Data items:
------------------------------------------------

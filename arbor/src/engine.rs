//! Defines the engine: the root object owning configuration, the module
//! resolver, the route table and the three request-pipeline caches.

use std::collections::HashMap;
use std::net::SocketAddr;
use std::path::Path;
use std::sync::atomic::{AtomicBool, Ordering};
use std::sync::{Arc, Mutex, RwLock};
use std::time::{Duration, Instant};

use hyper::{Body, Request, Response, StatusCode};
use log::{error, trace, warn};
use tokio::sync::oneshot;

use crate::config::{Config, Discovery};
use crate::module::{Module, ModuleResolver, ModuleStat, ModuleUrl};
use crate::pipeline::dependencies::DependencyCache;
use crate::pipeline::executor;
use crate::router::table::RouteTable;

/// How long imported modules without a modification time stay cached. Local
/// modules invalidate by mtime instead and ignore this.
pub(crate) const REMOTE_CACHE_TTL: Duration = Duration::from_secs(60);

/// One-time deprecation warnings, emitted at most once per engine.
#[derive(Default)]
pub(crate) struct Warnings {
    shared: AtomicBool,
    middleware_mode: AtomicBool,
    handler_mode: AtomicBool,
}

impl Warnings {
    pub(crate) fn warn_shared(&self, message: &str) {
        if !self.shared.swap(true, Ordering::SeqCst) {
            warn!(" {}", message);
        }
    }

    pub(crate) fn warn_middleware_mode(&self, message: &str) {
        if !self.middleware_mode.swap(true, Ordering::SeqCst) {
            warn!(" {}", message);
        }
    }

    pub(crate) fn warn_handler_mode(&self, message: &str) {
        if !self.handler_mode.swap(true, Ordering::SeqCst) {
            warn!(" {}", message);
        }
    }
}

struct CachedModule {
    module: Arc<Module>,
    mtime: Option<i64>,
    fetched: Instant,
}

/// The imported-module cache in front of the resolver. Local modules
/// invalidate when their mtime moves; mtime-less modules expire after
/// [`REMOTE_CACHE_TTL`].
pub(crate) struct ModuleStore {
    resolver: Arc<dyn ModuleResolver>,
    cache: Mutex<HashMap<ModuleUrl, CachedModule>>,
}

impl ModuleStore {
    fn new(resolver: Arc<dyn ModuleResolver>) -> ModuleStore {
        ModuleStore {
            resolver,
            cache: Mutex::new(HashMap::new()),
        }
    }

    /// Stats a URL; resolver failures read as "absent".
    pub(crate) async fn stat(&self, url: &ModuleUrl) -> Option<ModuleStat> {
        match self.resolver.stat(url).await {
            Ok(stat) if stat.is_file => Some(stat),
            Ok(_) => None,
            Err(e) => {
                trace!(" stat failed for {}: {}", url, e);
                None
            }
        }
    }

    /// Loads a module through the cache.
    pub(crate) async fn load(&self, url: &ModuleUrl) -> anyhow::Result<Arc<Module>> {
        let stat = self.resolver.stat(url).await?;
        if !stat.is_file {
            anyhow::bail!("{} is not an importable module", url);
        }

        {
            let cache = self.cache.lock().unwrap();
            if let Some(cached) = cache.get(url) {
                let fresh = match (cached.mtime, stat.mtime) {
                    (Some(cached_mtime), Some(mtime)) => cached_mtime == mtime,
                    _ => cached.fetched.elapsed() < REMOTE_CACHE_TTL,
                };
                if fresh {
                    return Ok(cached.module.clone());
                }
            }
        }

        let module = self.resolver.import(url).await?;
        self.cache.lock().unwrap().insert(
            url.clone(),
            CachedModule {
                module: module.clone(),
                mtime: stat.mtime,
                fetched: Instant::now(),
            },
        );
        Ok(module)
    }

    pub(crate) fn clear(&self) {
        self.cache.lock().unwrap().clear();
    }
}

pub(crate) struct EngineCore {
    pub(crate) config: Config,
    pub(crate) store: ModuleStore,
    pub(crate) dep_cache: DependencyCache,
    pub(crate) env: Arc<HashMap<String, String>>,
    pub(crate) warnings: Warnings,
    routes: RwLock<Option<Arc<RouteTable>>>,
}

impl EngineCore {
    /// The route table, built on first use under lazy discovery. Two racing
    /// requests may both build; the first install wins and the results are
    /// identical.
    pub(crate) async fn route_table(&self) -> anyhow::Result<Arc<RouteTable>> {
        if let Some(table) = self.routes.read().unwrap().as_ref() {
            return Ok(table.clone());
        }

        trace!(" building route table from {}", self.config.routing.routes_dir);
        let mut table = RouteTable::scan(
            Path::new(&self.config.routing.routes_dir),
            &self.config.routing,
        )?;
        resolve_methods(&self.store, &mut table).await;

        let mut slot = self.routes.write().unwrap();
        if let Some(table) = slot.as_ref() {
            return Ok(table.clone());
        }
        let table = Arc::new(table);
        *slot = Some(table.clone());
        Ok(table)
    }
}

/// Imports every route module of a freshly built table to record the methods
/// it declares, so the matcher can police methods before any pipeline stage
/// runs. A module that fails to import stays unrestricted; its failure
/// surfaces on the first request that reaches it.
async fn resolve_methods(store: &ModuleStore, table: &mut RouteTable) {
    for entry in table.routes_mut() {
        match store.load(&entry.file).await {
            Ok(module) => {
                entry.methods = module.methods();
                entry.default_handler = module.has_default_handler();
            }
            Err(e) => {
                warn!(" could not inspect route module {}: {}", entry.file, e);
            }
        }
    }
}

/// The engine: matches requests against the discovered routes and runs each
/// one through its hierarchical pipeline.
///
/// Cheap to clone; all shared state lives behind an `Arc`, mirroring the
/// one-router-many-connections model of the underlying server.
#[derive(Clone)]
pub struct Engine {
    core: Arc<EngineCore>,
}

impl Engine {
    /// Starts building an engine for the given configuration.
    pub fn builder(config: Config) -> EngineBuilder {
        EngineBuilder {
            config,
            resolver: None,
            routes: None,
        }
    }

    /// Dispatches a request through the pipeline and produces the response.
    pub async fn dispatch(&self, req: Request<Body>) -> Response<Body> {
        self.dispatch_from(req, None).await
    }

    /// Dispatches a request, recording the peer address on the context.
    ///
    /// The pipeline runs on its own task; the response is released as soon as
    /// it commits, which for streaming handlers is well before the pipeline
    /// finishes.
    pub async fn dispatch_from(
        &self,
        req: Request<Body>,
        client_addr: Option<SocketAddr>,
    ) -> Response<Body> {
        let (tx, rx) = oneshot::channel();
        let core = self.core.clone();
        tokio::spawn(executor::run(core, req, client_addr, tx));

        match rx.await {
            Ok(response) => response,
            Err(_) => {
                error!(" pipeline ended without releasing a response");
                let mut response = Response::new(Body::empty());
                *response.status_mut() = StatusCode::INTERNAL_SERVER_ERROR;
                response
            }
        }
    }

    /// Drops every cached module, factory result and composed dependency map.
    /// Subsequent requests re-import and re-compose, which is the hot-reload
    /// path and the reset tests rely on.
    pub fn clear_module_cache(&self) {
        self.core.store.clear();
        self.core.dep_cache.clear();
    }

    /// The discovered routes, in specificity order.
    pub async fn routes(&self) -> anyhow::Result<Vec<crate::router::table::RouteEntry>> {
        Ok(self.core.route_table().await?.routes().to_vec())
    }

    /// Tears the engine down, releasing caches.
    pub fn shutdown(self) {
        self.clear_module_cache();
    }
}

/// Builds an [`Engine`].
pub struct EngineBuilder {
    config: Config,
    resolver: Option<Arc<dyn ModuleResolver>>,
    routes: Option<RouteTable>,
}

impl EngineBuilder {
    /// Supplies the module resolver. Required.
    pub fn resolver(mut self, resolver: Arc<dyn ModuleResolver>) -> EngineBuilder {
        self.resolver = Some(resolver);
        self
    }

    /// Supplies a prebuilt route table instead of scanning `routes_dir`.
    pub fn routes(mut self, routes: RouteTable) -> EngineBuilder {
        self.routes = Some(routes);
        self
    }

    /// Finishes the engine. Under eager discovery the route table is built
    /// here and every route module imported to record its declared methods;
    /// under lazy discovery both are deferred to the first request.
    pub async fn build(self) -> anyhow::Result<Engine> {
        let resolver = self
            .resolver
            .ok_or_else(|| anyhow::anyhow!("an engine requires a module resolver"))?;
        let store = ModuleStore::new(resolver);

        let table = match self.routes {
            Some(table) => Some(table),
            None if self.config.routing.discovery == Discovery::Eager => {
                let path = Path::new(&self.config.routing.routes_dir);
                if path.is_dir() {
                    Some(RouteTable::scan(path, &self.config.routing)?)
                } else {
                    warn!(
                        " routes directory {} not found; starting with no routes",
                        self.config.routing.routes_dir
                    );
                    Some(RouteTable::from_files(
                        std::iter::empty(),
                        &self.config.routing,
                    ))
                }
            }
            None => None,
        };

        let routes = match table {
            Some(mut table) => {
                resolve_methods(&store, &mut table).await;
                Some(Arc::new(table))
            }
            None => None,
        };

        let env: HashMap<String, String> = std::env::vars().collect();

        Ok(Engine {
            core: Arc::new(EngineCore {
                config: self.config,
                store,
                dep_cache: DependencyCache::default(),
                env: Arc::new(env),
                warnings: Warnings::default(),
                routes: RwLock::new(routes),
            }),
        })
    }
}

#[cfg(test)]
mod tests {
    use super::*;
    use crate::module::memory::MemoryResolver;

    #[tokio::test]
    async fn module_store_serves_cached_modules_until_touched() {
        let resolver = Arc::new(MemoryResolver::new());
        resolver.register("index.ts", Module::builder().build());
        let store = ModuleStore::new(resolver.clone());

        let url = ModuleUrl::new("index.ts");
        let first = store.load(&url).await.unwrap();
        let second = store.load(&url).await.unwrap();
        assert!(Arc::ptr_eq(&first, &second));

        resolver.register("index.ts", Module::builder().build());
        let third = store.load(&url).await.unwrap();
        assert!(!Arc::ptr_eq(&first, &third));
    }

    #[tokio::test]
    async fn builder_requires_a_resolver() {
        assert!(Engine::builder(Config::default()).build().await.is_err());
    }

    #[test]
    fn warnings_fire_once() {
        let warnings = Warnings::default();
        warnings.warn_shared("first");
        warnings.warn_shared("second");
        assert!(warnings.shared.load(Ordering::SeqCst));
    }
}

------------------------------------------------

■ GOAL OF THE EXERCISE: Could you output, exactly and with nothing else, the lines from the start of the records through the line containing "pub(crate) async fn stat(&self, url: &ModuleUrl)"?

■ TASK SOLUTION:
filename arbor/src/engine.rs
//! Defines the engine: the root object owning configuration, the module
//! resolver, the route table and the three request-pipeline caches.

use std::collections::HashMap;
use std::net::SocketAddr;
use std::path::Path;
use std::sync::atomic::{AtomicBool, Ordering};
use std::sync::{Arc, Mutex, RwLock};
use std::time::{Duration, Instant};

use hyper::{Body, Request, Response, StatusCode};
use log::{error, trace, warn};
use tokio::sync::oneshot;

use crate::config::{Config, Discovery};
use crate::module::{Module, ModuleResolver, ModuleStat, ModuleUrl};
use crate::pipeline::dependencies::DependencyCache;
use crate::pipeline::executor;
use crate::router::table::RouteTable;

/// How long imported modules without a modification time stay cached. Local
/// modules invalidate by mtime instead and ignore this.
pub(crate) const REMOTE_CACHE_TTL: Duration = Duration::from_secs(60);

/// One-time deprecation warnings, emitted at most once per engine.
#[derive(Default)]
pub(crate) struct Warnings {
    shared: AtomicBool,
    middleware_mode: AtomicBool,
    handler_mode: AtomicBool,
}

impl Warnings {
    pub(crate) fn warn_shared(&self, message: &str) {
        if !self.shared.swap(true, Ordering::SeqCst) {
            warn!(" {}", message);
        }
    }

    pub(crate) fn warn_middleware_mode(&self, message: &str) {
        if !self.middleware_mode.swap(true, Ordering::SeqCst) {
            warn!(" {}", message);
        }
    }

    pub(crate) fn warn_handler_mode(&self, message: &str) {
        if !self.handler_mode.swap(true, Ordering::SeqCst) {
            warn!(" {}", message);
        }
    }
}

struct CachedModule {
    module: Arc<Module>,
    mtime: Option<i64>,
    fetched: Instant,
}

/// The imported-module cache in front of the resolver. Local modules
/// invalidate when their mtime moves; mtime-less modules expire after
/// [`REMOTE_CACHE_TTL`].
pub(crate) struct ModuleStore {
    resolver: Arc<dyn ModuleResolver>,
    cache: Mutex<HashMap<ModuleUrl, CachedModule>>,
}

impl ModuleStore {
    fn new(resolver: Arc<dyn ModuleResolver>) -> ModuleStore {
        ModuleStore {
            resolver,
            cache: Mutex::new(HashMap::new()),
        }
    }

    /// Stats a URL; resolver failures read as "absent".
    pub(crate) async fn stat(&self, url: &ModuleUrl) -> Option<ModuleStat> {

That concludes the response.